State Highway 30 serves as an east-west route between Pipestone, Slayton, St. James, Stewartville, Chatfield, and Rushford.

Highway 30 parallels U.S. Highway 14 and Interstate Highway 90 throughout its route.

The Pipestone National Monument is located immediately north of Highway 30 in Pipestone.

Lake Shetek State Park is located near Highway 30 in Murray County on the shore of Lake Shetek. The park is located immediately north of the town of Currie and northeast of Slayton.

Highway 30 passes through the Richard J. Dorer Memorial Hardwood State Forest in Olmsted and Fillmore counties.

==History==
State Highway 30 was established in 1933, originally running from Highway 15 to Rushford. It replaced former State Highway 41 from Blooming Prairie to Hayfield. The road was completely gravel at this time except where it overlapped other highways.

By 1946, the road was still unpaved except for short sections in and near some towns. The first extended paving was done from Cummingsville to Rushford in 1948 and 1949. The remainder of the highway was paved throughout the 1950s; by 1960 it was fully paved. In 1955, the highway was re-routed east of Chatfield to overlap with Highway 74.

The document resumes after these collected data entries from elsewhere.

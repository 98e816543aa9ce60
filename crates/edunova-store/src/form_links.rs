//! CRUD operations for [`FormLink`] records.

use chrono::Utc;
use tracing::info;

use edunova_shared::{FormLinkId, RecordStatus};

use crate::error::{Result, StoreError};
use crate::models::FormLink;

/// The student registration form-link registry.  Append-only: new links
/// are pushed, and the "current" link is the most recent active entry.
#[derive(Debug, Default, Clone)]
pub struct FormLinkRegistry {
    records: Vec<FormLink>,
}

impl FormLinkRegistry {
    pub fn new() -> Self {
        Self::default()
    }

    // ------------------------------------------------------------------
    // Create
    // ------------------------------------------------------------------

    /// Register a new form link.  An exact duplicate URL is rejected
    /// regardless of status; on failure the registry is left untouched.
    pub fn add(&mut self, url: String) -> Result<FormLinkId> {
        if self.records.iter().any(|l| l.url == url) {
            return Err(StoreError::DuplicateFormLink);
        }

        let link = FormLink {
            id: FormLinkId::new(),
            url,
            previous_url: None,
            status: RecordStatus::Active,
            added_at: Utc::now(),
            updated_at: None,
            deactivated_at: None,
        };
        let id = link.id;
        info!(link_id = %id, url = %link.url, "Form link added");
        self.records.push(link);
        Ok(id)
    }

    // ------------------------------------------------------------------
    // Read
    // ------------------------------------------------------------------

    /// The link students currently see: the most recent active entry.
    pub fn current(&self) -> Option<&FormLink> {
        self.records.iter().rev().find(|l| l.status.is_active())
    }

    /// All records, any status, in insertion order.
    pub fn iter(&self) -> impl Iterator<Item = &FormLink> {
        self.records.iter()
    }

    /// Active records only, in insertion order.
    pub fn active(&self) -> impl Iterator<Item = &FormLink> {
        self.records.iter().filter(|l| l.status.is_active())
    }

    /// Raw record count, including deactivated records.
    pub fn len(&self) -> usize {
        self.records.len()
    }

    pub fn is_empty(&self) -> bool {
        self.records.is_empty()
    }

    // ------------------------------------------------------------------
    // Update
    // ------------------------------------------------------------------

    /// Rewrite the current link in place, stashing the prior URL.
    /// Fails when no active link exists or the URL is unchanged.
    pub fn update(&mut self, url: String) -> Result<FormLinkId> {
        let current = self
            .records
            .iter()
            .rev()
            .find(|l| l.status.is_active())
            .ok_or(StoreError::NotFound)?;
        if current.url == url {
            return Err(StoreError::UnchangedLink);
        }

        let id = current.id;
        let link = self
            .records
            .iter_mut()
            .find(|l| l.id == id)
            .ok_or(StoreError::NotFound)?;
        let previous = std::mem::replace(&mut link.url, url);
        link.previous_url = Some(previous);
        link.updated_at = Some(Utc::now());
        info!(link_id = %id, url = %link.url, "Form link updated");
        Ok(id)
    }

    // ------------------------------------------------------------------
    // Soft-delete
    // ------------------------------------------------------------------

    /// Mark a link inactive.  Ordering of the remaining records is
    /// unaffected.
    pub fn deactivate(&mut self, id: FormLinkId) -> Result<()> {
        let link = self
            .records
            .iter_mut()
            .find(|l| l.id == id && l.status.is_active())
            .ok_or(StoreError::NotFound)?;
        link.status = RecordStatus::Inactive;
        link.deactivated_at = Some(Utc::now());
        info!(link_id = %id, "Form link deactivated");
        Ok(())
    }
}
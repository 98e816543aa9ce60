//! CRUD operations for [`Course`] records.

use std::collections::HashMap;

use chrono::Utc;
use serde::Serialize;
use tracing::info;

use edunova_shared::{CourseId, Grade, RecordStatus, Subject};

use crate::error::{Result, StoreError};
use crate::models::Course;

/// The in-memory course catalog.  At most one *active* record exists per
/// (grade, subject); deactivated records stay in place for audit.
#[derive(Debug, Default, Clone)]
pub struct CourseCatalog {
    records: Vec<Course>,
}

/// Aggregate counts over the catalog, for the dashboard/debug view.
#[derive(Debug, Clone, Serialize, PartialEq, Eq)]
pub struct CatalogStats {
    pub total: usize,
    pub active: usize,
    pub inactive: usize,
    /// Active course count per grade slug.
    pub grade_distribution: HashMap<String, usize>,
    /// Active course count per subject slug.
    pub subject_distribution: HashMap<String, usize>,
}

impl CourseCatalog {
    pub fn new() -> Self {
        Self::default()
    }

    // ------------------------------------------------------------------
    // Create
    // ------------------------------------------------------------------

    /// Add a course.  Fails if an active record already covers the
    /// (grade, subject) pair; on failure the catalog is left untouched.
    pub fn add(
        &mut self,
        grade: Grade,
        subject: Subject,
        drive_link: String,
        added_by: String,
    ) -> Result<CourseId> {
        if self.find(grade, subject).is_some() {
            return Err(StoreError::DuplicateCourse { grade, subject });
        }

        let course = Course {
            id: CourseId::new(),
            grade,
            subject,
            drive_link,
            previous_drive_link: None,
            status: RecordStatus::Active,
            added_by,
            updated_by: None,
            added_at: Utc::now(),
            updated_at: None,
            deactivated_at: None,
        };
        let id = course.id;
        info!(course_id = %id, %grade, %subject, "Course added");
        self.records.push(course);
        Ok(id)
    }

    // ------------------------------------------------------------------
    // Read
    // ------------------------------------------------------------------

    /// The active course for this (grade, subject), if any.
    pub fn find(&self, grade: Grade, subject: Subject) -> Option<&Course> {
        self.records
            .iter()
            .find(|c| c.status.is_active() && c.grade == grade && c.subject == subject)
    }

    /// All records, any status, in insertion order.
    pub fn iter(&self) -> impl Iterator<Item = &Course> {
        self.records.iter()
    }

    /// Active records only, in insertion order.
    pub fn active(&self) -> impl Iterator<Item = &Course> {
        self.records.iter().filter(|c| c.status.is_active())
    }

    /// Active courses for one grade.
    pub fn by_grade(&self, grade: Grade) -> impl Iterator<Item = &Course> {
        self.active().filter(move |c| c.grade == grade)
    }

    /// Active courses for one subject.
    pub fn by_subject(&self, subject: Subject) -> impl Iterator<Item = &Course> {
        self.active().filter(move |c| c.subject == subject)
    }

    /// Raw record count, including deactivated records.
    pub fn len(&self) -> usize {
        self.records.len()
    }

    pub fn is_empty(&self) -> bool {
        self.records.is_empty()
    }

    /// Aggregate counts and per-grade / per-subject distributions of
    /// active records.
    pub fn stats(&self) -> CatalogStats {
        let active = self.active().count();
        let mut grade_distribution = HashMap::new();
        let mut subject_distribution = HashMap::new();
        for course in self.active() {
            *grade_distribution.entry(course.grade.slug()).or_insert(0) += 1;
            *subject_distribution
                .entry(course.subject.slug().to_string())
                .or_insert(0) += 1;
        }
        CatalogStats {
            total: self.records.len(),
            active,
            inactive: self.records.len() - active,
            grade_distribution,
            subject_distribution,
        }
    }

    // ------------------------------------------------------------------
    // Update
    // ------------------------------------------------------------------

    /// Replace the drive link of the active (grade, subject) course in
    /// place, stashing the prior link for audit display.
    pub fn update(
        &mut self,
        grade: Grade,
        subject: Subject,
        drive_link: String,
        updated_by: String,
    ) -> Result<CourseId> {
        let course = self
            .records
            .iter_mut()
            .find(|c| c.status.is_active() && c.grade == grade && c.subject == subject)
            .ok_or(StoreError::NotFound)?;

        let previous = std::mem::replace(&mut course.drive_link, drive_link);
        course.previous_drive_link = Some(previous);
        course.updated_by = Some(updated_by);
        course.updated_at = Some(Utc::now());
        info!(course_id = %course.id, %grade, %subject, "Course updated");
        Ok(course.id)
    }

    // ------------------------------------------------------------------
    // Soft-delete
    // ------------------------------------------------------------------

    /// Mark a record inactive.  Ordering of the remaining records is
    /// unaffected.
    pub fn deactivate(&mut self, id: CourseId) -> Result<()> {
        let course = self
            .records
            .iter_mut()
            .find(|c| c.id == id && c.status.is_active())
            .ok_or(StoreError::NotFound)?;
        course.status = RecordStatus::Inactive;
        course.deactivated_at = Some(Utc::now());
        info!(course_id = %id, "Course deactivated");
        Ok(())
    }
}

In 1961, Highway 30 was extended westward, along the route of what had previously been State Highway 47. (This highway number was simultaneously re-used on another highway in east-central Minnesota.) This extension was paved except for the section between U.S. 71 and the Cottonwood-Watonwan county line; this section was paved in 1965.

Highway 47 was originally established November 2, 1920 from Pipestone to Slayton. It was extended west to the South Dakota state line and east to Highway 4 north of St. James in 1933. The entire highway was gravel at this time. In 1939, it was realigned to take a direct route to Darfur from U.S. 71, bypassing Comfrey. By 1940, the roadway was paved from the state line to Westbrook. Paving from Westbrook to U.S. 71 was performed in 1950 and 1951, and through Watonwan County in 1955.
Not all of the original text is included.